The Office for Product Safety and Standards (OPSS) published a report on 23 May 2022 which considered the impact of artificial intelligence (AI) on product safety. This issue is also being considered in a number of other jurisdictions (see, for example, the EU’s Proposal for a Regulation laying down harmonised rules on AI).
The report provides a framework for considering the impact of AI consumer products on existing product safety and liability policy. This framework seeks to support the work of policymakers by highlighting the main considerations that should be taken into account when evaluating and developing product safety and liability policy for AI consumer products. No timeline is stated in the report for that evaluation/ development to take place, but the report makes clear the view that work is needed to ensure the UK’s product safety and liability regime can deal with AI developments.
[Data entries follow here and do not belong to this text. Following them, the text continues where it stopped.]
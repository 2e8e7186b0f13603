//! Runtime configuration: defaults, overridable through environment variables.

use std::env;
use std::fmt;
use std::time::Duration;

/// Knobs for round scheduling and the concurrency guard.
#[derive(Clone, PartialEq)]
pub struct LadderConfig {
    /// Length of a new round, in days.
    pub round_duration_days: i64,
    /// A named lock older than this is considered stale and forcibly released.
    pub lock_timeout: Duration,
    /// Budget for a single result write plus group recalculation.
    pub recalculation_timeout: Duration,
    /// Wall-clock budget for closing a round (read phase through commit).
    pub closure_budget: Duration,
    /// Comodines a player may use per tournament.
    pub max_comodines: u32,
    /// Enables the development sign-in (`POST /api/session`). Off unless
    /// `LADDER_DEV_SESSIONS` is set.
    pub dev_sessions: bool,
    /// Secret a development sign-in must present to act as admin. Without it nobody can
    /// sign in as admin.
    pub admin_secret: Option<String>,
}

impl Default for LadderConfig {
    fn default() -> Self {
        Self {
            round_duration_days: 14,
            lock_timeout: Duration::from_secs(30),
            recalculation_timeout: Duration::from_secs(20),
            closure_budget: Duration::from_secs(5 * 60),
            max_comodines: 2,
            dev_sessions: false,
            admin_secret: None,
        }
    }
}

impl fmt::Debug for LadderConfig {
    fn fmt(&self, f: &mut fmt::Formatter<'_>) -> fmt::Result {
        f.debug_struct("LadderConfig")
            .field("round_duration_days", &self.round_duration_days)
            .field("lock_timeout", &self.lock_timeout)
            .field("recalculation_timeout", &self.recalculation_timeout)
            .field("closure_budget", &self.closure_budget)
            .field("max_comodines", &self.max_comodines)
            .field("dev_sessions", &self.dev_sessions)
            .field("admin_secret", &self.admin_secret.as_ref().map(|_| "<redacted>"))
            .finish()
    }
}

impl LadderConfig {
    /// Defaults overridden by `LADDER_*` environment variables when set and parseable.
    pub fn from_env() -> Self {
        let defaults = Self::default();
        Self {
            round_duration_days: env_parse("LADDER_ROUND_DURATION_DAYS")
                .unwrap_or(defaults.round_duration_days),
            lock_timeout: env_parse("LADDER_LOCK_TIMEOUT_SECS")
                .map(Duration::from_secs)
                .unwrap_or(defaults.lock_timeout),
            recalculation_timeout: env_parse("LADDER_RECALC_TIMEOUT_SECS")
                .map(Duration::from_secs)
                .unwrap_or(defaults.recalculation_timeout),
            closure_budget: env_parse("LADDER_CLOSURE_BUDGET_SECS")
                .map(Duration::from_secs)
                .unwrap_or(defaults.closure_budget),
            max_comodines: env_parse("LADDER_MAX_COMODINES").unwrap_or(defaults.max_comodines),
            dev_sessions: env_flag_true("LADDER_DEV_SESSIONS"),
            admin_secret: env_default("LADDER_ADMIN_SECRET"),
        }
    }
}

/// Trimmed, non-empty value of an environment variable.
pub fn env_default(key: &str) -> Option<String> {
    env::var(key)
        .ok()
        .map(|value| value.trim().to_string())
        .filter(|value| !value.is_empty())
}

/// `1`, `true`, `yes` or `on` (any case).
pub fn env_flag_true(key: &str) -> bool {
    env_default(key).is_some_and(|value| {
        matches!(value.to_ascii_lowercase().as_str(), "1" | "true" | "yes" | "on")
    })
}

fn env_parse<T: std::str::FromStr>(key: &str) -> Option<T> {
    let raw = env_default(key)?;
    match raw.parse() {
        Ok(value) => Some(value),
        Err(_) => {
            log::warn!("Ignoring unparseable {}={:?}", key, raw);
            None
        }
    }
}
- Potential negative implications of AI
The report considers the potential negative implications of AI use on the safety of consumer products. In particular:
- Complexity – the characteristics of AI (those identified in the report include mutability, opacity, data needs, and autonomy) can translate into errors or challenges for AI systems that have the potential to cause harm. Further, there is often a need for integration or interoperability between AI products, leading to a complex supply chain, with many different economic operators directly or indirectly involved in product development, bringing increased complexity into the product lifecycle.
- Machine learning (ML) – ML models can give a product the ability to learn and change its actions on the basis of new data without human oversight, changing a products characteristics, including safety features and resulting in unpredictability.
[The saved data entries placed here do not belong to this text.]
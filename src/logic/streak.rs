//! Consecutive-rounds streak and the per-set bonus it grants.

use crate::models::{PlayerId, TournamentId};
use crate::store::Database;
use std::collections::HashMap;

/// Bonus points per set played, per streak level.
pub const STREAK_BONUS_PER_SET: f64 = 2.0;

/// Streak of a player in round `round_number`.
///
/// Walks back from `round_number - 1` over the player's closed rounds and counts how many
/// consecutive ones they played without a comodín. Playing this round and the previous one
/// gives 1. A comodín in the round being scored gives 0.
pub fn streak_for(
    db: &Database,
    tournament_id: TournamentId,
    round_number: u32,
    player_id: PlayerId,
    used_comodin: bool,
) -> u32 {
    if used_comodin {
        return 0;
    }
    let played: HashMap<u32, bool> = db
        .streak_history
        .iter()
        .filter(|h| h.tournament_id == tournament_id && h.player_id == player_id)
        .filter(|h| h.round_number < round_number)
        .map(|h| (h.round_number, h.played))
        .collect();

    let mut streak = 0;
    let mut number = round_number;
    while number > 1 {
        number -= 1;
        match played.get(&number) {
            Some(true) => streak += 1,
            _ => break,
        }
    }
    streak
}

/// Bonus for `sets_played` sets at `streak`.
pub fn streak_bonus(streak: u32, sets_played: u32) -> f64 {
    if streak == 0 {
        return 0.0;
    }
    f64::from(streak) * f64::from(sets_played) * STREAK_BONUS_PER_SET
}
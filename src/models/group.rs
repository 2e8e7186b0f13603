//! Group (four players inside a round) and GroupPlayer (a seat in a group).

use crate::models::player::PlayerId;
use crate::models::tournament::RoundId;
use chrono::{DateTime, Utc};
use serde::{Deserialize, Serialize};
use uuid::Uuid;

/// Players per group.
pub const GROUP_SIZE: usize = 4;

pub type GroupId = Uuid;
pub type GroupPlayerId = Uuid;

/// Scheduling state of a group's three-set fixture.
#[derive(Clone, Copy, Debug, Default, Eq, PartialEq, Serialize, Deserialize)]
#[serde(rename_all = "SCREAMING_SNAKE_CASE")]
pub enum GroupStatus {
    #[default]
    Pending,
    Scheduled,
    Completed,
}

#[derive(Clone, Debug, Eq, PartialEq, Serialize, Deserialize)]
pub struct Group {
    pub id: GroupId,
    pub round_id: RoundId,
    /// 1-based ordinal inside the round; 1 is the top of the ladder.
    pub number: u32,
    pub level: u32,
    pub status: GroupStatus,
    pub proposed_date: Option<DateTime<Utc>>,
    pub proposed_by: Option<PlayerId>,
    pub accepted_date: Option<DateTime<Utc>>,
}

impl Group {
    pub fn new(round_id: RoundId, number: u32) -> Self {
        Self {
            id: Uuid::new_v4(),
            round_id,
            number,
            level: number,
            status: GroupStatus::Pending,
            proposed_date: None,
            proposed_by: None,
            accepted_date: None,
        }
    }

    /// Results may only be reported once the fixture date is agreed.
    pub fn is_schedule_confirmed(&self) -> bool {
        matches!(self.status, GroupStatus::Scheduled | GroupStatus::Completed)
            && self.accepted_date.is_some()
    }
}

#[derive(Clone, Debug, PartialEq, Serialize, Deserialize)]
pub struct GroupPlayer {
    pub id: GroupPlayerId,
    pub group_id: GroupId,
    pub player_id: PlayerId,
    /// 1..=4 inside the group.
    pub position: u8,
    pub points: f64,
    pub streak: u32,
    pub used_comodin: bool,
    /// Fixed average-based credit granted with a comodín (no substitute).
    pub comodin_points: Option<f64>,
    pub substitute_player_id: Option<PlayerId>,
}

impl GroupPlayer {
    pub fn new(group_id: GroupId, player_id: PlayerId, position: u8) -> Self {
        Self {
            id: Uuid::new_v4(),
            group_id,
            player_id,
            position,
            points: 0.0,
            streak: 0,
            used_comodin: false,
            comodin_points: None,
            substitute_player_id: None,
        }
    }

    /// Comodín without a stand-in: points are the fixed credit, not live results.
    pub fn has_fixed_credit(&self) -> bool {
        self.used_comodin && self.substitute_player_id.is_none()
    }
}
//! Agreeing on a date for a group's three sets.

use crate::models::{Group, GroupId, GroupStatus, Identity, LadderError, PlayerId};
use crate::store::Database;
use chrono::{DateTime, Utc};

/// Seated players and their substitutes.
fn members(db: &Database, group_id: GroupId) -> Vec<PlayerId> {
    db.players_of_group(group_id)
        .into_iter()
        .flat_map(|gp| std::iter::once(gp.player_id).chain(gp.substitute_player_id))
        .collect()
}

fn check_open(db: &Database, group_id: GroupId) -> Result<(), LadderError> {
    if db.round_of_group(group_id)?.is_closed {
        return Err(LadderError::RoundClosed);
    }
    if db.group(group_id)?.status == GroupStatus::Completed {
        return Err(LadderError::GroupCompleted);
    }
    Ok(())
}

fn is_member(db: &Database, group_id: GroupId, actor: &Identity) -> bool {
    actor
        .player_id
        .is_some_and(|id| members(db, group_id).contains(&id))
}

/// A member proposes a date. Replaces any earlier proposal and withdraws an accepted one.
pub fn propose_date(
    db: &mut Database,
    group_id: GroupId,
    date: DateTime<Utc>,
    actor: &Identity,
) -> Result<Group, LadderError> {
    check_open(db, group_id)?;
    if !is_member(db, group_id, actor) && !actor.is_admin {
        return Err(LadderError::NoPermission);
    }
    let group = db.group_mut(group_id)?;
    group.proposed_date = Some(date);
    group.proposed_by = actor.player_id;
    group.accepted_date = None;
    group.status = GroupStatus::Pending;
    Ok(group.clone())
}

/// Another member (or an admin) accepts the proposal; the group becomes Scheduled.
pub fn accept_date(db: &mut Database, group_id: GroupId, actor: &Identity) -> Result<Group, LadderError> {
    check_open(db, group_id)?;
    if !is_member(db, group_id, actor) && !actor.is_admin {
        return Err(LadderError::NoPermission);
    }
    let group = db.group(group_id)?;
    let Some(date) = group.proposed_date else {
        return Err(LadderError::ScheduleNotConfirmed);
    };
    if !actor.is_admin && group.proposed_by.is_some() && group.proposed_by == actor.player_id {
        return Err(LadderError::CannotConfirmOwn);
    }
    let group = db.group_mut(group_id)?;
    group.accepted_date = Some(date);
    group.status = GroupStatus::Scheduled;
    Ok(group.clone())
}
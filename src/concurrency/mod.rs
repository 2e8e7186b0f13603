//! Concurrency guard: named locks plus optimistic integrity checks.

mod integrity;
mod lock;

pub use integrity::{round_fingerprint, IntegrityCheck};
pub use lock::{round_resource, with_lock, InMemoryLock, LockGuard, LockLease, ResourceLock};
- Robustness and predictability – challenges can occur because of the need for a significant amount of data to assist AI with decision making / functioning, and there is also a risk that biases may be inbuilt into a dataset used by AI to learn.
- Transparency and explainability – the complexity of AI, and the ML capabilities, can impact the ability to understand the reasons for an error or malfunction.
- Fairness and discrimination – if AI relies on biased data to aid its decision making, its behaviour could change from individual to individual, leading to discrimination (and possibly discrimination claims).
- Product safety opportunities brought by AI
The report also considers the ways in which the incorporation of AI systems into manufactured consumer products can be of benefit. More specifically:
- Enhanced safety outcomes for consumers AI-led improvements in the design and manufacturing processes, and the use of AI in customer service (i.e. virtual assistants) to answer queries and provide recommendation on safe-usage to optimise product performance can ensure greater safety outcomes for consumers.
- prevention of product safety issues – products can provide real-life insights on product use and can give critical information to manufacturers on when a product embedded with AI might need repairs, before any safety issue arises.
- Preventing mass recalls – AI can enhance the data collection processes during industrial assembly enabling the discovery of non-conforming events on a product line, improving inspection, and monitoring post-purchase data to reduce the possibility of the need for a future recall.
- Protecting consumer safety and privacy – AI can be used to detect, analyse and prevent cyber-attacks.
- Regulatory challenges resulting from AI driven consumer products
The report opines that the current legal framework is insufficient in many ways to deal with AI. In particular there are various shortcomings from a product safety / liability perspective:
- Definitions – It is not clear to what extent more complex AI systems fall within the existing definitions of product, producer and placing on the market, as well as the related concepts of safety, harm, damages, and defects. For example, the definition of “product” stipulated in the GPSR does not explicitly include or exclude software, leaving the position uncertain.
- Placing on the market – the current legislative focus on ensuring compliance at the point at which a product is placed on the market may no longer be sufficient / appropriate in situations where a product has the potential to change autonomously once in the hands of a consumer.
- Liability – the lack of transparency and explainability of AI models (i.e. the use of algorithms and ML) can impact the ability to understand reasons for an error or malfunction. If physical harm is caused, this has implications for assigning liability and may impact the ability for those that have suffered harm to obtain compensation. Further, the possibility of products undergoing changes after market placement, for example through software updates or ML produces a complex picture of liability – liability in such situations will be difficult to understand/ predict.
- Types of harm – AI consumer products may pose risks of immaterial harms (i.e. psychological harm or harm to one’s privacy and reputation) or indirect harms from cyber security vulnerabilities, which are not currently addressed in the GPSR.
- Future outlook
The report notes that the hypothetical application of the UK’s product liability rules to AI products is a challenge, and that It remains unclear how product safety rules will apply to AI products.
At the moment, there are two core ways in which challenges brought by AI are being addressed:
- Standardisation – AI standards could be developed by industry as a tool for self-regulation so that they can themselves define the requirements for product development. Standards may allow transparency and trust in the application of technologies, and at the same time support communication between all parties involved by using uniform terms and concepts.
- Industry and non-legislative approaches to tackling AI challenges – professional associations and consortia publish corresponding specifications or recommendations on AI. Many of the initiatives to tackle AI related challenges have been driven by industry, NGOs or consumer groups.
The inevitability of future AI developments is one of the factors driving likely reform at a UK level.